We had about four hours to hammer out a first-principles statement, and Mark Bard of the Digital Health Coalition deserves the Cat-Herding Nobel Prize for keeping a group of vocal, passionate, diverse e-patients on task.
To lift directly from the Klick Pharma blog (Klick was one of the sponsors of the event, along with Pixels & Pills, Health Central, Care Coach, Kru Research, Radian 6, Red Nucleus, Think Brownstone, Verilogue, and a who’s who of health media sponsors):
“After an intense four hours, we were able to reach consensus on the following key messages as a foundation to a Digital Patient Bill of Rights:
- Shared access to my data
- Attitude of collaboration and overall respect
- The patient is the largest stakeholder
- Transparency and authenticity across all areas
- Voice of the patient is a legitimate (clinical) source
- The right to efficient communication with providers who utilize the technology that we need”
It’s a start. A damn good one. The Klick Pharma blog post also has a full list of all the e-patients who participated in the conversation. It was quitea day.
- Those dealing with chronic conditions have an even deeper need to be activist e-patients. They also have a greater level of knowledge, and can be true leaders in this on-going discussion.
- Each healthcare consumer – formerly known as “patient” – must take action and responsibility on his/her own behalf. And not shut up until they get what they need to achieve the best health possible.

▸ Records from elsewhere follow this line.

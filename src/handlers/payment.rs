use axum::{
    extract::{Path, State},
    http::StatusCode,
    Extension, Json,
};
use chrono::{DateTime, Utc};
use sea_orm::{ActiveModelTrait, ColumnTrait, EntityTrait, QueryFilter, Set};
use serde::{Deserialize, Serialize};
use uuid::Uuid;

use crate::entities::booking::{self, BookingStatus};
use crate::entities::payment::{self, PaymentMethod, PaymentStatus};
use crate::entities::vehicle;
use crate::error::{AppError, AppResult};
use crate::utils::jwt::Claims;
use crate::AppState;

#[derive(Debug, Deserialize)]
pub struct CreatePaymentRequest {
    pub booking_id: Uuid,
    pub amount: f64,
    pub method: PaymentMethod,
}

#[derive(Debug, Serialize)]
pub struct PaymentResponse {
    pub id: Uuid,
    pub booking_id: Uuid,
    pub amount: f64,
    pub method: PaymentMethod,
    pub status: PaymentStatus,
    pub created_at: DateTime<Utc>,
    pub booking: Option<PaymentBookingInfo>,
}

#[derive(Debug, Serialize)]
pub struct PaymentBookingInfo {
    pub id: Uuid,
    pub start_date: DateTime<Utc>,
    pub end_date: DateTime<Utc>,
    pub total_price: f64,
    pub vehicle: Option<PaymentVehicleInfo>,
}

#[derive(Debug, Serialize)]
pub struct PaymentVehicleInfo {
    pub id: Uuid,
    pub title: String,
    pub location: String,
    pub price_per_day: f64,
}

fn payment_response(
    p: payment::Model,
    booking: Option<&booking::Model>,
    vehicle: Option<&vehicle::Model>,
) -> PaymentResponse {
    PaymentResponse {
        id: p.id,
        booking_id: p.booking_id,
        amount: p.amount,
        method: p.method,
        status: p.status,
        created_at: p.created_at.with_timezone(&Utc),
        booking: booking.map(|b| PaymentBookingInfo {
            id: b.id,
            start_date: b.start_date.with_timezone(&Utc),
            end_date: b.end_date.with_timezone(&Utc),
            total_price: b.total_price.unwrap_or(0.0),
            vehicle: vehicle.map(|v| PaymentVehicleInfo {
                id: v.id,
                title: v.title.clone(),
                location: v.location.clone(),
                price_per_day: v.price_per_day,
            }),
        }),
    }
}

/// Record a payment against one of the customer's bookings and finalize the
/// booking: its status is forced to COMPLETED whatever it was before.
/// Existence is checked before ownership; there is no guard against paying
/// for the same booking twice.
pub async fn create_payment(
    State(state): State<AppState>,
    Extension(claims): Extension<Claims>,
    Json(payload): Json<CreatePaymentRequest>,
) -> AppResult<(StatusCode, Json<PaymentResponse>)> {
    let booking = booking::Entity::find_by_id(payload.booking_id)
        .one(&state.db)
        .await?
        .ok_or_else(|| AppError::NotFound("Booking not found".to_string()))?;

    if booking.user_id != claims.sub {
        return Err(AppError::Forbidden(
            "Unauthorized booking access".to_string(),
        ));
    }

    let new_payment = payment::ActiveModel {
        id: Set(Uuid::new_v4()),
        booking_id: Set(booking.id),
        amount: Set(payload.amount),
        method: Set(payload.method),
        status: Set(PaymentStatus::Completed),
        created_at: Set(Utc::now().into()),
    };
    let paid = new_payment.insert(&state.db).await?;

    let vehicle = vehicle::Entity::find_by_id(booking.vehicle_id)
        .one(&state.db)
        .await?;

    let mut active: booking::ActiveModel = booking.into();
    active.status = Set(BookingStatus::Completed);
    let finalized = active.update(&state.db).await?;

    Ok((
        StatusCode::CREATED,
        Json(payment_response(paid, Some(&finalized), vehicle.as_ref())),
    ))
}

/// The customer's payments with booking and vehicle summaries
pub async fn my_payments(
    State(state): State<AppState>,
    Extension(claims): Extension<Claims>,
) -> AppResult<Json<Vec<PaymentResponse>>> {
    let bookings = booking::Entity::find()
        .filter(booking::Column::UserId.eq(claims.sub))
        .all(&state.db)
        .await?;
    let booking_ids: Vec<Uuid> = bookings.iter().map(|b| b.id).collect();

    let payments = payment::Entity::find()
        .filter(payment::Column::BookingId.is_in(booking_ids))
        .all(&state.db)
        .await?;

    let vehicles = vehicle::Entity::find().all(&state.db).await?;

    let responses: Vec<PaymentResponse> = payments
        .into_iter()
        .map(|p| {
            let booking = bookings.iter().find(|b| b.id == p.booking_id);
            let vehicle =
                booking.and_then(|b| vehicles.iter().find(|v| v.id == b.vehicle_id));
            payment_response(p, booking, vehicle)
        })
        .collect();

    Ok(Json(responses))
}

/// Invoice for a single payment. Only the customer who made the booking may
/// read it.
pub async fn get_invoice(
    State(state): State<AppState>,
    Extension(claims): Extension<Claims>,
    Path(id): Path<Uuid>,
) -> AppResult<Json<PaymentResponse>> {
    let payment = payment::Entity::find_by_id(id)
        .one(&state.db)
        .await?
        .ok_or_else(|| AppError::NotFound("Invoice not found".to_string()))?;

    let booking = booking::Entity::find_by_id(payment.booking_id)
        .one(&state.db)
        .await?
        .ok_or_else(|| AppError::NotFound("Booking not found".to_string()))?;

    if booking.user_id != claims.sub {
        return Err(AppError::Forbidden(
            "Unauthorized booking access".to_string(),
        ));
    }

    let vehicle = vehicle::Entity::find_by_id(booking.vehicle_id)
        .one(&state.db)
        .await?;

    Ok(Json(payment_response(
        payment,
        Some(&booking),
        vehicle.as_ref(),
    )))
}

- Having town-hall meetings across the country, inviting community members – healthy, chronic, whatever – to attend, to share, and to learn how to both be consumers of healthcare and advocates for the family members who depend on them, would be a great way to keep the ball rolling and drive wide awareness/support for empowered, engaged e-health.
- Those of us who’ve taken a trip through the medical care car wash have a duty to share our stories, to lead, to educate, to shake up the status quo, to effect change. We get the elected representatives, and the healthcare, we deserve.
Have any thoughts on what you’d like on your Digital Patient Bill of Rights? Tell me.
It’s your health, your healthcare, your life, your choice. Exercise it.